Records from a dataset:
-- Opening Marker --

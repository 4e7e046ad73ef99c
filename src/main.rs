mod app;
mod color;
mod config;
mod data;
mod format;
mod geo;
mod state;
mod ui;

use app::PollutionPanelApp;
use config::Config;
use eframe::egui;

fn main() -> anyhow::Result<()> {
    env_logger::init();

    let config = Config::load(std::env::args())?;
    log::info!("Starting with {config:?}");

    let options = eframe::NativeOptions {
        viewport: egui::ViewportBuilder::default()
            .with_inner_size(config.window)
            .with_min_inner_size([600.0, 400.0]),
        ..Default::default()
    };

    eframe::run_native(
        "Mortes atribuídas à poluição do ar",
        options,
        Box::new(|_cc| Ok(Box::new(PollutionPanelApp::new(config)))),
    )
    .map_err(|e| anyhow::anyhow!("running the UI: {e}"))
}
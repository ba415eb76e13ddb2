//! Ranking engine tests.
//!
//! Tests cover: release scoring formulas, fame bounds, provisional chart
//! moves, and the global leaderboard recompute.

use bandcard_core::{
    config::EngineConfig,
    engine::ProgressionEngine,
    error::ProgressionError,
    model::{FAME_MAX, FAME_MIN, UNRANKED},
    ranking_engine::{self, RankingUpdate, VIRAL_REASON},
    rng::ScriptedRolls,
};

fn build(seed: u64) -> ProgressionEngine {
    ProgressionEngine::build_test(seed).expect("build test engine")
}

fn update(fame_change: i64, streams: i64, fans: i64, chart: i64) -> RankingUpdate {
    RankingUpdate {
        fame_change,
        daily_streams_change: streams,
        total_streams_change: streams * 7,
        fanbase_change: fans,
        chart_position_change: chart,
        market_response: 1.0,
        viral: false,
        release_impact: 50,
        reason: "Solid release".into(),
    }
}

/// Register `n` users with strictly decreasing activity: user-000 is the best.
fn seed_active_users(engine: &mut ProgressionEngine, n: usize) {
    for i in 0..n {
        let id = format!("user-{i:03}");
        engine.register_user(&id, &format!("Artist {i}")).unwrap();
        let mut user = engine.user(&id).unwrap();
        user.fame = (2 + (n - i) as i64 / 2).min(FAME_MAX);
        user.total_streams = ((n - i) * 1_000) as i64;
        engine.store().save_user(&user).unwrap();
    }
}

#[test]
fn strong_release_without_viral_hit() {
    let config = EngineConfig::default();
    let mut rolls = ScriptedRolls::new([1.0, 0.99]);

    let u = ranking_engine::calculate_ranking_update(0.9, 80, &config.ranking, &mut rolls).unwrap();

    assert_eq!(u.daily_streams_change, 3000);
    assert_eq!(u.total_streams_change, 21_000);
    assert_eq!(u.fanbase_change, 500);
    // Only the quality bonus: 3000 streams and 500 fans stay under their thresholds.
    assert_eq!(u.fame_change, 4);
    assert_eq!(u.chart_position_change, 0);
    assert!(!u.viral);
    assert_eq!(u.reason, "Strong reception");
    assert_eq!(rolls.consumed(), 2, "chart roll must be skipped when momentum is flat");
}

#[test]
fn viral_hit_multiplies_and_climbs_the_chart() {
    let config = EngineConfig::default();
    let mut rolls = ScriptedRolls::new([1.0, 0.0, 0.5]);

    let u = ranking_engine::calculate_ranking_update(0.9, 80, &config.ranking, &mut rolls).unwrap();

    assert!(u.viral);
    assert_eq!(u.daily_streams_change, 15_000);
    assert_eq!(u.total_streams_change, 63_000);
    assert_eq!(u.fanbase_change, 1_500);
    assert_eq!(u.fame_change, 5 + 3 + 4);
    // 10 + floor(0.5 * 20) places up the chart.
    assert_eq!(u.chart_position_change, -20);
    assert_eq!(u.reason, VIRAL_REASON);
    assert_eq!(rolls.consumed(), 3);
}

#[test]
fn poor_release_loses_audience() {
    let config = EngineConfig::default();
    let mut rolls = ScriptedRolls::new([0.0, 0.99]);

    let u = ranking_engine::calculate_ranking_update(0.1, 10, &config.ranking, &mut rolls).unwrap();

    assert!(u.daily_streams_change < 0);
    assert!(u.fanbase_change < 0);
    assert_eq!(u.fame_change, -2);
    assert_eq!(u.reason, "Poor reception");
}

#[test]
fn viral_flop_falls_down_the_chart() {
    let config = EngineConfig::default();
    let mut rolls = ScriptedRolls::new([1.0, 0.0, 0.5]);

    let u = ranking_engine::calculate_ranking_update(0.0, 0, &config.ranking, &mut rolls).unwrap();

    assert!(u.viral, "the low-quality viral chance still fires on a zero roll");
    assert_eq!(u.daily_streams_change, -7_500);
    assert_eq!(u.total_streams_change, -31_500);
    assert_eq!(u.fanbase_change, -1_200);
    assert_eq!(u.fame_change, -2);
    // momentum -8.7 moves down 5 + floor(0.5 * 15) places.
    assert_eq!(u.chart_position_change, 12);
    assert_eq!(rolls.consumed(), 3);
}

#[test]
fn viral_chance_rises_above_the_quality_threshold() {
    let config = EngineConfig::default();

    let mut rolls = ScriptedRolls::new([0.0, 0.02, 0.0]);
    let at_threshold =
        ranking_engine::calculate_ranking_update(0.7, 50, &config.ranking, &mut rolls).unwrap();
    assert!(!at_threshold.viral, "0.7 is not above the threshold, so the chance is 1%");

    let mut rolls = ScriptedRolls::new([0.0, 0.02, 0.0]);
    let above = ranking_engine::calculate_ranking_update(0.71, 50, &config.ranking, &mut rolls).unwrap();
    assert!(above.viral, "above 0.7 the chance is 5%");
    assert_eq!(above.reason, VIRAL_REASON);
}

#[test]
fn quality_outside_unit_range_is_rejected() {
    let config = EngineConfig::default();
    let mut rolls = ScriptedRolls::new([0.5]);

    let err = ranking_engine::calculate_ranking_update(1.5, 50, &config.ranking, &mut rolls).unwrap_err();
    assert!(matches!(err, ProgressionError::InvalidInput(_)));
    assert_eq!(rolls.consumed(), 0);
}

#[test]
fn provisional_positions_follow_entry_rules() {
    assert_eq!(ranking_engine::provisional_position(UNRANKED, -20, 100), 80);
    assert_eq!(ranking_engine::provisional_position(UNRANKED, 7, 100), UNRANKED);
    assert_eq!(ranking_engine::provisional_position(40, -15, 100), 25);
    assert_eq!(ranking_engine::provisional_position(95, 12, 100), 100);
    // A ranked user moving past the top slot drops off the provisional chart.
    assert_eq!(ranking_engine::provisional_position(3, -5, 100), UNRANKED);
    assert_eq!(ranking_engine::provisional_position(3, -3, 100), UNRANKED);
    assert_eq!(ranking_engine::provisional_position(3, -2, 100), 1);
}

#[test]
fn fame_stays_within_bounds() {
    let mut engine = build(1);
    engine.register_user("u1", "One").unwrap();

    let user = engine.apply_ranking_update("u1", &update(500, 100, 10, 0)).unwrap();
    assert_eq!(user.fame, FAME_MAX);

    let user = engine.apply_ranking_update("u1", &update(-500, -10_000, -10_000, 0)).unwrap();
    assert_eq!(user.fame, FAME_MIN);
    assert_eq!(user.daily_streams, 0, "streams floor at zero");
    assert_eq!(user.fanbase, 0, "fanbase floors at zero");
}

#[test]
fn applied_update_settles_into_the_global_chart() {
    let mut engine = build(2);
    engine.register_user("u1", "One").unwrap();
    engine.register_user("u2", "Two").unwrap();

    engine.apply_ranking_update("u1", &update(3, 1_000, 100, -20)).unwrap();
    let top = engine.apply_ranking_update("u2", &update(10, 5_000, 800, -20)).unwrap();

    assert_eq!(top.chart_position, 1);
    assert_eq!(engine.user("u1").unwrap().chart_position, 2);
    assert!(top.last_activity_date.is_some());
    assert!(top.influence > 0);
}

#[test]
fn chart_positions_are_unique_and_capped() {
    let mut engine = build(3);
    seed_active_users(&mut engine, 105);
    engine.register_user("idle", "Idle").unwrap();

    let board = engine.update_global_rankings().unwrap();

    assert_eq!(board.active_users, 105, "the blank account is not active");
    assert_eq!(board.entries.len(), 100);

    let mut positions: Vec<i64> = board.entries.iter().map(|e| e.position).collect();
    positions.sort_unstable();
    assert_eq!(positions, (1..=100).collect::<Vec<_>>());

    let stored = engine.leaderboard(200).unwrap();
    assert_eq!(stored.len(), 100);
    assert_eq!(stored[0].user_id, "user-000");

    for id in ["user-100", "user-104", "idle"] {
        assert_eq!(engine.user(id).unwrap().chart_position, UNRANKED, "{id} should be unranked");
    }
}

#[test]
fn small_population_fills_exactly_its_size() {
    let mut engine = build(4);
    seed_active_users(&mut engine, 7);

    let board = engine.update_global_rankings().unwrap();
    let positions: Vec<i64> = board.entries.iter().map(|e| e.position).collect();
    assert_eq!(positions, (1..=7).collect::<Vec<_>>());
}

#[test]
fn equal_scores_break_ties_by_user_id() {
    let mut engine = build(5);
    for id in ["zed", "amy", "mia"] {
        engine.register_user(id, id).unwrap();
        let mut user = engine.user(id).unwrap();
        user.fame = 10;
        engine.store().save_user(&user).unwrap();
    }

    let board = engine.update_global_rankings().unwrap();
    let order: Vec<&str> = board.entries.iter().map(|e| e.user_id.as_str()).collect();
    assert_eq!(order, ["amy", "mia", "zed"]);
}

#[test]
fn recompute_drops_users_that_fell_out_of_the_top() {
    let mut engine = build(6);
    seed_active_users(&mut engine, 100);
    engine.update_global_rankings().unwrap();
    assert_eq!(engine.user("user-099").unwrap().chart_position, 100);

    engine.register_user("star", "Star").unwrap();
    engine.apply_ranking_update("star", &update(99, 50_000, 5_000, -30)).unwrap();

    assert_eq!(engine.user("star").unwrap().chart_position, 1);
    let dropped = engine.user("user-099").unwrap();
    assert_eq!(dropped.chart_position, UNRANKED);
    assert!(!dropped.is_ranked());
    assert!(dropped.is_active(), "still active, just outside the top 100");
}

#[test]
fn engine_scores_with_its_own_stream() {
    let mut engine = build(7);
    engine.register_user("u1", "One").unwrap();

    let scored = engine.calculate_ranking_update(0.95, 100).unwrap();
    assert!((0.5..=1.0).contains(&scored.market_response));
    assert!(scored.daily_streams_change > 0);

    let user = engine.apply_ranking_update("u1", &scored).unwrap();
    assert_eq!(user.chart_position, 1);
    assert_eq!(engine.store().event_count("ranking_applied").unwrap(), 1);
    assert_eq!(engine.store().event_count("leaderboard_recomputed").unwrap(), 1);
}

-- Closing Marker --

=== Assignment ===
Wherever the line holding "user.fame = (2" falls in the entries above, copy exactly from it through the line holding "assert_eq!(u.total_streams_change, 21_000);", inclusive, and add nothing.

=== Your solution ===
        user.fame = (2 + (n - i) as i64 / 2).min(FAME_MAX);
        user.total_streams = ((n - i) * 1_000) as i64;
        engine.store().save_user(&user).unwrap();
    }
}

#[test]
fn strong_release_without_viral_hit() {
    let config = EngineConfig::default();
    let mut rolls = ScriptedRolls::new([1.0, 0.99]);

    let u = ranking_engine::calculate_ranking_update(0.9, 80, &config.ranking, &mut rolls).unwrap();

    assert_eq!(u.daily_streams_change, 3000);
    assert_eq!(u.total_streams_change, 21_000);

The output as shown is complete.